The California-based multinational giant Amgen recently finalised an investment of $2.8 billion in Chinese pharmaceuticals, and it seems that the trends of the 2010s will continue as China continues to assert itself as a major player in the global biotechnology and pharmaceutical trades.
Amgen itself has aggressively expanded its global influence since 2011, doubling its geographic presence from around 50 to approximately 100 countries by 2019. Amgen CEO Robert A. Bradway stated that the new deal would “…enable Amgen to serve significantly more patients by expanding our presence in the world’s most populous country,” after the initial announcement in the final quarter of last year. As the largest pure play biotechnology company in the world and turning over nearly $24 billion in revenue, when Amgen makes a move it is heard throughout the industry.

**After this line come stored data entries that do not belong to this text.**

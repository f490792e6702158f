//! Platform - Cross-cutting technical services
//!
//! Security plumbing shared by the domain crates:
//! - `password` - Argon2id password hashing and policy checks
//! - `token` - HMAC-SHA256 signed bearer tokens for stateless auth

pub mod password;
pub mod token;
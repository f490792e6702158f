//! List All Cards Use Case (admin only)

use std::sync::Arc;

use kernel::identity::Caller;
use kernel::page::{Page, PageRequest};

use crate::domain::entities::Card;
use crate::domain::policy::{CardAction, authorize};
use crate::domain::repository::CardRepository;
use crate::domain::value_objects::CardSortField;
use crate::error::CardResult;

pub struct ListAllCardsUseCase<R>
where
    R: CardRepository,
{
    card_repo: Arc<R>,
}

impl<R> ListAllCardsUseCase<R>
where
    R: CardRepository,
{
    pub fn new(card_repo: Arc<R>) -> Self {
        Self { card_repo }
    }

    pub async fn execute(
        &self,
        caller: &Caller,
        page: &PageRequest,
        sort: CardSortField,
    ) -> CardResult<Page<Card>> {
        authorize(caller, CardAction::ViewAll)?;
        self.card_repo.list_all(page, sort).await
    }
}
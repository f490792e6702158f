//! Password Hashing and Verification
//!
//! NIST SP 800-63B compliant password handling with:
//! - Argon2id hashing (memory-hard, recommended by OWASP)
//! - Zeroization of sensitive data
//! - Constant-time comparison
//!
//! ## Security Features
//! - Memory-hard hashing prevents GPU/ASIC attacks
//! - Zeroization prevents memory inspection attacks
//! - Pepper support for additional security layer

use std::fmt;

use argon2::{Argon2, PasswordHash, PasswordHasher, PasswordVerifier, password_hash::SaltString};
use rand::rngs::OsRng;
use thiserror::Error;
use unicode_normalization::UnicodeNormalization;
use zeroize::{Zeroize, ZeroizeOnDrop};

/// Minimum password length (NIST: SHALL be at least 8)
pub const MIN_PASSWORD_LENGTH: usize = 8;

/// Maximum password length (NIST: SHOULD permit at least 64)
pub const MAX_PASSWORD_LENGTH: usize = 128;

/// Password policy violation errors
#[derive(Debug, Clone, PartialEq, Eq, Error)]
pub enum PasswordPolicyError {
    /// Password is too short
    #[error("Password must be at least {min} characters (got {actual})")]
    TooShort { min: usize, actual: usize },

    /// Password is too long
    #[error("Password must be at most {max} characters (got {actual})")]
    TooLong { max: usize, actual: usize },

    /// Password contains only whitespace
    #[error("Password cannot be empty or contain only whitespace")]
    EmptyOrWhitespace,

    /// Password contains invalid characters (control characters)
    #[error("Password contains invalid control characters")]
    InvalidCharacter,
}

/// Password hashing/verification errors
#[derive(Debug, Error)]
pub enum PasswordHashError {
    /// Hashing operation failed
    #[error("Password hashing failed: {0}")]
    HashingFailed(String),

    /// Invalid hash format
    #[error("Invalid password hash format")]
    InvalidHashFormat,
}

/// Clear text password with automatic memory zeroization
///
/// Password data is securely erased from memory when the value is
/// dropped. Does not implement `Clone`; `Debug` output is redacted.
#[derive(Zeroize, ZeroizeOnDrop)]
pub struct ClearTextPassword(String);

impl ClearTextPassword {
    /// Create a new clear text password with validation
    ///
    /// Validates against NIST SP 800-63B requirements:
    /// - Minimum 8 characters, maximum 128 (Unicode code points)
    /// - No control characters
    /// - Not empty/whitespace only
    ///
    /// Unicode is normalized using NFKC before validation.
    pub fn new(raw: String) -> Result<Self, PasswordPolicyError> {
        // NIST: Unicode NFKC normalization before processing
        let normalized: String = raw.nfkc().collect();

        if normalized.trim().is_empty() {
            return Err(PasswordPolicyError::EmptyOrWhitespace);
        }

        // NIST: Count Unicode code points (not bytes)
        let char_count = normalized.chars().count();

        if char_count < MIN_PASSWORD_LENGTH {
            return Err(PasswordPolicyError::TooShort {
                min: MIN_PASSWORD_LENGTH,
                actual: char_count,
            });
        }

        if char_count > MAX_PASSWORD_LENGTH {
            return Err(PasswordPolicyError::TooLong {
                max: MAX_PASSWORD_LENGTH,
                actual: char_count,
            });
        }

        // Control characters are rejected (space, tab, newline allowed)
        for ch in normalized.chars() {
            if ch.is_control() && ch != ' ' && ch != '\t' && ch != '\n' {
                return Err(PasswordPolicyError::InvalidCharacter);
            }
        }

        Ok(Self(normalized))
    }

    /// Get the password as bytes for hashing
    pub(crate) fn as_bytes(&self) -> &[u8] {
        self.0.as_bytes()
    }

    /// Hash the password using Argon2id
    ///
    /// ## Arguments
    /// * `pepper` - Optional application-wide secret for additional security
    ///
    /// ## Returns
    /// PHC-formatted hash string wrapped in `HashedPassword`
    pub fn hash(&self, pepper: Option<&[u8]>) -> Result<HashedPassword, PasswordHashError> {
        let password_bytes = self.peppered(pepper);

        // Random 128-bit salt per hash
        let salt = SaltString::generate(OsRng);

        // OWASP recommended Argon2id parameters: m=19456 (19 MiB), t=2, p=1
        let argon2 = Argon2::default();

        let hash = argon2
            .hash_password(&password_bytes, &salt)
            .map_err(|e| PasswordHashError::HashingFailed(e.to_string()))?;

        Ok(HashedPassword {
            hash: hash.to_string(),
        })
    }

    fn peppered(&self, pepper: Option<&[u8]>) -> Vec<u8> {
        match pepper {
            Some(p) => {
                let mut combined = self.as_bytes().to_vec();
                combined.extend_from_slice(p);
                combined
            }
            None => self.as_bytes().to_vec(),
        }
    }
}

impl fmt::Debug for ClearTextPassword {
    fn fmt(&self, f: &mut fmt::Formatter<'_>) -> fmt::Result {
        f.debug_tuple("ClearTextPassword")
            .field(&"[REDACTED]")
            .finish()
    }
}

/// Hashed password in PHC string format
///
/// Stores the Argon2id hash in PHC format (algorithm, version,
/// parameters, salt, hash). Safe to persist.
#[derive(Clone, PartialEq, Eq)]
pub struct HashedPassword {
    hash: String,
}

impl HashedPassword {
    /// Create from PHC string (e.g., from database)
    pub fn from_phc_string(s: impl Into<String>) -> Result<Self, PasswordHashError> {
        let hash = s.into();

        // Validate it's a valid PHC string
        PasswordHash::new(&hash).map_err(|_| PasswordHashError::InvalidHashFormat)?;

        Ok(Self { hash })
    }

    /// Get the PHC string for storage
    pub fn as_phc_string(&self) -> &str {
        &self.hash
    }

    /// Verify a password against this hash
    ///
    /// ## Arguments
    /// * `password` - The clear text password to verify
    /// * `pepper` - Optional pepper (must match the one used during hashing)
    pub fn verify(&self, password: &ClearTextPassword, pepper: Option<&[u8]>) -> bool {
        let password_bytes = password.peppered(pepper);

        let parsed_hash = match PasswordHash::new(&self.hash) {
            Ok(h) => h,
            Err(_) => return false,
        };

        // Argon2 uses constant-time comparison internally
        Argon2::default()
            .verify_password(&password_bytes, &parsed_hash)
            .is_ok()
    }
}

impl fmt::Debug for HashedPassword {
    fn fmt(&self, f: &mut fmt::Formatter<'_>) -> fmt::Result {
        f.debug_struct("HashedPassword")
            .field("hash", &"[HASH]")
            .finish()
    }
}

It certainly is one of the best starts that the Chinese market could hope for. The 2010s saw a significant shift in attitude when it came to the efficacy of Chinese healthcare. According to a report released in December, with 194 phase 1 starts in 2017, Chinese CROs succeeded in rising above even the United Kingdom, which lags behind with 147 phase 1 starts. Though China still has some way to go in later stages, it is a piece of solid statistical evidence that the tide has begun to turn, and China clinical research is not just able to stand among longer-established peers, but excel.
Of course, the news may come as wholly unsurprising to some. China has seen steady reforms aiming at further legitimising medical research and securing further investment both domestically and globally throughout the last decade – not least among which was the re-formation of the CFDA to the NMPA in 2018, aimed at increasing both the efficiency of regulation processes for food and drugs, and the safety of both.
With the clinical trial report based on data acquired prior to these reforms, it seems likely that these numbers are set to increase. A great deal of China’s growth has been attributed to these large-scale fundamental changes to medical care within the country, as the government moves to prioritize expansion, modernisation and integration. Suffice to say that in the wake of this extensive Amgen investment, American companies certainly seem to have had their concerns allayed over any previous issues.
In the same year as the NMPA re-formation, China saw unprecedented investment figures for medical start-up venture investment at home at just shy of $4 billion, with companies leaning heavily into both life sciences and biotechnology. The next few years will bear witness to a strong shift in global pharmaceutical supply as foreign drug companies find it increasingly difficult to sell to China among greater competition and the lower costs involved in Chinese pharmaceuticals and testing.
With the fruits of these re-formations expected to come into the eye of the market shortly, 2020 should be a fruitful year for investors, partners and corporations, who will be keeping a watchful eye on the industry as it develops.